HR, 09-07-2010, nr. 09/00612
ECLI:NL:HR:2010:BM6109
- Instantie
Hoge Raad (Civiele kamer)
- Datum
09-07-2010
- Zaaknummer
09/00612
- Conclusie
Mr. F.F. Langemeijer
- LJN
BM6109
- Vakgebied(en)
Verbintenissenrecht (V)
Burgerlijk procesrecht (V)
- Brondocumenten en formele relaties
ECLI:NL:HR:2010:BM6109, Uitspraak, Hoge Raad (Civiele kamer), 09‑07‑2010; (Cassatie)

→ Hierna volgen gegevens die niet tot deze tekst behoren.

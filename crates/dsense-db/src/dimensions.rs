//! Lookups and registration for the dimension tables.
//!
//! `resolve_*` are pure lookups: they never create rows. Registration of
//! hashtags and products on first reference is a deliberate caller
//! decision and goes through `ensure_*`; platforms have no ensure path
//! at all because the set is closed and seeded by migration.

use sqlx::SqlitePool;

use crate::DbError;

/// Returns the platform id for a platform name, or `None` if unseeded.
///
/// # Errors
///
/// Returns [`DbError::Sqlx`] if the query fails.
pub async fn resolve_platform(pool: &SqlitePool, name: &str) -> Result<Option<i64>, DbError> {
    let id = sqlx::query_scalar::<_, i64>("SELECT platform_id FROM platforms WHERE name = ?")
        .bind(name)
        .fetch_optional(pool)
        .await?;
    Ok(id)
}

/// Returns the hashtag id for a tag, or `None` if not registered.
///
/// # Errors
///
/// Returns [`DbError::Sqlx`] if the query fails.
pub async fn resolve_hashtag(pool: &SqlitePool, tag: &str) -> Result<Option<i64>, DbError> {
    let id = sqlx::query_scalar::<_, i64>("SELECT hashtag_id FROM hashtags WHERE tag = ?")
        .bind(tag)
        .fetch_optional(pool)
        .await?;
    Ok(id)
}

/// Returns the product id for a search keyword, or `None` if not registered.
///
/// # Errors
///
/// Returns [`DbError::Sqlx`] if the query fails.
pub async fn resolve_product(pool: &SqlitePool, keyword: &str) -> Result<Option<i64>, DbError> {
    let id = sqlx::query_scalar::<_, i64>("SELECT product_id FROM products WHERE keyword = ?")
        .bind(keyword)
        .fetch_optional(pool)
        .await?;
    Ok(id)
}

/// Registers a hashtag if absent and returns its id either way.
///
/// The insert-then-select round trip is a single statement with
/// `ON CONFLICT DO NOTHING` plus `RETURNING`; on conflict SQLite returns
/// no row, so a follow-up lookup covers the already-registered case.
///
/// # Errors
///
/// Returns [`DbError::Sqlx`] if either statement fails.
pub async fn ensure_hashtag(pool: &SqlitePool, tag: &str, category: &str) -> Result<i64, DbError> {
    let inserted = sqlx::query_scalar::<_, i64>(
        "INSERT INTO hashtags (tag, category) VALUES (?, ?) \
         ON CONFLICT(tag) DO NOTHING \
         RETURNING hashtag_id",
    )
    .bind(tag)
    .bind(category)
    .fetch_optional(pool)
    .await?;

    if let Some(id) = inserted {
        return Ok(id);
    }

    resolve_hashtag(pool, tag)
        .await?
        .ok_or_else(|| DbError::UnknownHashtag(tag.to_string()))
}

/// Registers a product keyword if absent and returns its id either way.
///
/// # Errors
///
/// Returns [`DbError::Sqlx`] if either statement fails.
pub async fn ensure_product(
    pool: &SqlitePool,
    keyword: &str,
    category: &str,
    market: &str,
) -> Result<i64, DbError> {
    let inserted = sqlx::query_scalar::<_, i64>(
        "INSERT INTO products (keyword, category, market) VALUES (?, ?, ?) \
         ON CONFLICT(keyword) DO NOTHING \
         RETURNING product_id",
    )
    .bind(keyword)
    .bind(category)
    .bind(market)
    .fetch_optional(pool)
    .await?;

    if let Some(id) = inserted {
        return Ok(id);
    }

    resolve_product(pool, keyword)
        .await?
        .ok_or_else(|| DbError::UnknownProduct(keyword.to_string()))
}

Conclusie: ECLI:NL:PHR:2010:BM6109
ECLI:NL:PHR:2010:BM6109, Conclusie, Hoge Raad (Advocaat-Generaal), 28‑05‑2010
Arrest Hoge Raad: ECLI:NL:HR:2010:BM6109
- Wetingang
art. 81 Wet op de rechterlijke organisatie
- Vindplaatsen
Uitspraak 09‑07‑2010
Inhoudsindicatie
Procesrecht. Uitleg stellingen door appelrechter. (81 RO)
9 juli 2010
Eerste Kamer
09/00612
DV/IS
Hoge Raad der Nederlanden
Arrest
in de zaak van:
[Eiser],
wonende te [woonplaats],
EISER tot cassatie,
advocaat: mr. M.A.M. Essed,
t e g e n
BOHA OLIEMAATSCHAPPIJ B.V.,
gevestigd te Heiloo,
VERWEERSTER in cassatie,
advocaat: mr. R.A.A. Duk.
Partijen zullen hierna ook worden aangeduid als [eiser] en Boha.

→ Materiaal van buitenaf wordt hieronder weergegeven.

//! Retry utilities for the page fetcher.
//!
//! Provides exponential backoff retry logic for transient HTTP errors such as
//! 429 Rate Limited responses. Non-retriable errors (404s, unexpected
//! statuses, empty listing samples) are propagated immediately without
//! retrying.

use std::future::Future;
use std::time::Duration;

use crate::error::ScraperError;

/// Returns `true` if `err` represents a transient condition that should be
/// retried after a backoff delay.
///
/// Retriable errors:
/// - [`ScraperError::RateLimited`] — HTTP 429; the server has asked us to back off.
/// - [`ScraperError::Http`] — network-level failure (connection reset, timeout, etc.).
///
/// Non-retriable errors (propagated immediately):
/// - [`ScraperError::NotFound`] — 404; retrying would return the same result.
/// - [`ScraperError::UnexpectedStatus`] — non-retriable HTTP status (e.g., 403, 500).
/// - [`ScraperError::NoListings`] — the page fetched fine but carried no sample.
fn is_retriable(err: &ScraperError) -> bool {
    matches!(
        err,
        ScraperError::RateLimited { .. } | ScraperError::Http(_)
    )
}

/// Executes `operation` with exponential backoff retries on transient errors.
///
/// On success the result is returned immediately.
///
/// On a retriable error ([`ScraperError::RateLimited`] or [`ScraperError::Http`]),
/// the function sleeps for `backoff_base_secs * 2^attempt` seconds and tries again,
/// up to `max_retries` additional attempts after the first try. If all retries are
/// exhausted the last error is returned.
///
/// Non-retriable errors are returned immediately without sleeping or retrying.
pub(crate) async fn retry_with_backoff<T, F, Fut>(
    max_retries: u32,
    backoff_base_secs: u64,
    mut operation: F,
) -> Result<T, ScraperError>
where
    F: FnMut() -> Fut,
    Fut: Future<Output = Result<T, ScraperError>>,
{
    let mut last_err;
    let mut attempt = 0u32;

    loop {
        match operation().await {
            Ok(value) => return Ok(value),
            Err(err) => {
                if !is_retriable(&err) || attempt >= max_retries {
                    return Err(err);
                }
                last_err = err;
            }
        }

        // Exponential backoff: base * 2^attempt seconds.
        // Cap at u64::MAX to prevent overflow on extreme configs.
        let delay_secs = backoff_base_secs.saturating_mul(1u64 << attempt.min(62));
        tracing::warn!(
            attempt,
            max_retries,
            delay_secs,
            error = %last_err,
            "transient scraper error — retrying after backoff"
        );
        tokio::time::sleep(Duration::from_secs(delay_secs)).await;
        attempt += 1;
    }
}

#[cfg(test)]
mod tests {
    use super::*;
    use std::sync::atomic::{AtomicU32, Ordering};
    use std::sync::Arc;

    /// Helper: make a RateLimited error with a given retry_after value.
    fn rate_limited(retry_after_secs: u64) -> ScraperError {
        ScraperError::RateLimited {
            domain: "test.example.com".to_owned(),
            retry_after_secs,
        }
    }

    #[tokio::test]
    async fn succeeds_immediately_on_first_try() {
        let call_count = Arc::new(AtomicU32::new(0));
        let cc = Arc::clone(&call_count);
        let result = retry_with_backoff(3, 0, || {
            let cc = Arc::clone(&cc);
            async move {
                cc.fetch_add(1, Ordering::SeqCst);
                Ok::<u32, ScraperError>(42)
            }
        })
        .await;
        assert_eq!(result.unwrap(), 42);
        assert_eq!(call_count.load(Ordering::SeqCst), 1);
    }

    #[tokio::test]
    async fn retries_on_rate_limited_then_succeeds() {
        let call_count = Arc::new(AtomicU32::new(0));
        let cc = Arc::clone(&call_count);
        let result = retry_with_backoff(3, 0, || {
            let cc = Arc::clone(&cc);
            async move {
                let n = cc.fetch_add(1, Ordering::SeqCst);
                if n < 2 {
                    Err(rate_limited(0))
                } else {
                    Ok::<u32, ScraperError>(99)
                }
            }
        })
        .await;
        assert_eq!(result.unwrap(), 99);
        assert_eq!(call_count.load(Ordering::SeqCst), 3);
    }

    #[tokio::test]
    async fn gives_up_after_max_retries() {
        let call_count = Arc::new(AtomicU32::new(0));
        let cc = Arc::clone(&call_count);
        let result: Result<u32, ScraperError> = retry_with_backoff(2, 0, || {
            let cc = Arc::clone(&cc);
            async move {
                cc.fetch_add(1, Ordering::SeqCst);
                Err(rate_limited(0))
            }
        })
        .await;
        assert!(matches!(result, Err(ScraperError::RateLimited { .. })));
        // Initial attempt + 2 retries.
        assert_eq!(call_count.load(Ordering::SeqCst), 3);
    }

    #[tokio::test]
    async fn non_retriable_error_is_not_retried() {
        let call_count = Arc::new(AtomicU32::new(0));
        let cc = Arc::clone(&call_count);
        let result: Result<u32, ScraperError> = retry_with_backoff(3, 0, || {
            let cc = Arc::clone(&cc);
            async move {
                cc.fetch_add(1, Ordering::SeqCst);
                Err(ScraperError::NoListings {
                    keyword: "desk mat".to_owned(),
                })
            }
        })
        .await;
        assert!(matches!(result, Err(ScraperError::NoListings { .. })));
        assert_eq!(call_count.load(Ordering::SeqCst), 1);
    }
}
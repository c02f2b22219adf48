use thiserror::Error;

pub mod app_config;
pub mod config;
pub mod types;
pub mod watchlist;

pub use app_config::{AppConfig, Environment};
pub use config::{load_app_config, load_app_config_from_env};
pub use types::{HashtagMeasurement, MarketplaceMeasurement};
pub use watchlist::{load_watchlist, HashtagConfig, Platform, ProductConfig, WatchlistFile};

#[derive(Debug, Error)]
pub enum ConfigError {
    #[error("invalid value for environment variable {var}: {reason}")]
    InvalidEnvVar { var: String, reason: String },

    #[error("failed to read watchlist file {path}: {source}")]
    WatchlistIo {
        path: String,
        #[source]
        source: std::io::Error,
    },

    #[error("failed to parse watchlist file: {0}")]
    WatchlistParse(#[from] serde_yaml::Error),

    #[error("watchlist validation failed: {0}")]
    Validation(String),
}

1. Het geding in feitelijke instanties
Voor het verloop van het geding in feitelijke instanties verwijst de Hoge Raad naar de navolgende stukken:
a. de tussenvonnissen in de zaak 309050 CV EXPL 06-4215 van de kantonrechter te Haarlem van 5 juli 2006, 16 augustus 2006, en het eindvonnis in die zaak van 8 november 2006;
b. het tussenarrest in de zaak 106.006.322/01 van het gerechtshof te Amsterdam van 7 februari 2008 en het eindarrest in die zaak van 14 oktober 2008.
De arresten van het hof zijn aan dit arrest gehecht.
2. Het geding in cassatie
Tegen de arresten van het hof heeft [eiser] beroep in cassatie ingesteld. De cassatiedagvaarding is aan dit arrest gehecht en maakt daarvan deel uit.
Boha heeft geconcludeerd tot verwerping van het beroep.
De zaak is voor partijen toegelicht door hun advocaten.
De conclusie van de Advocaat-Generaal F.F. Langemeijer strekt tot verwerping van het beroep.
De advocaat van [eiser] heeft bij brief van 11 juni 2010 op die conclusie gereageerd.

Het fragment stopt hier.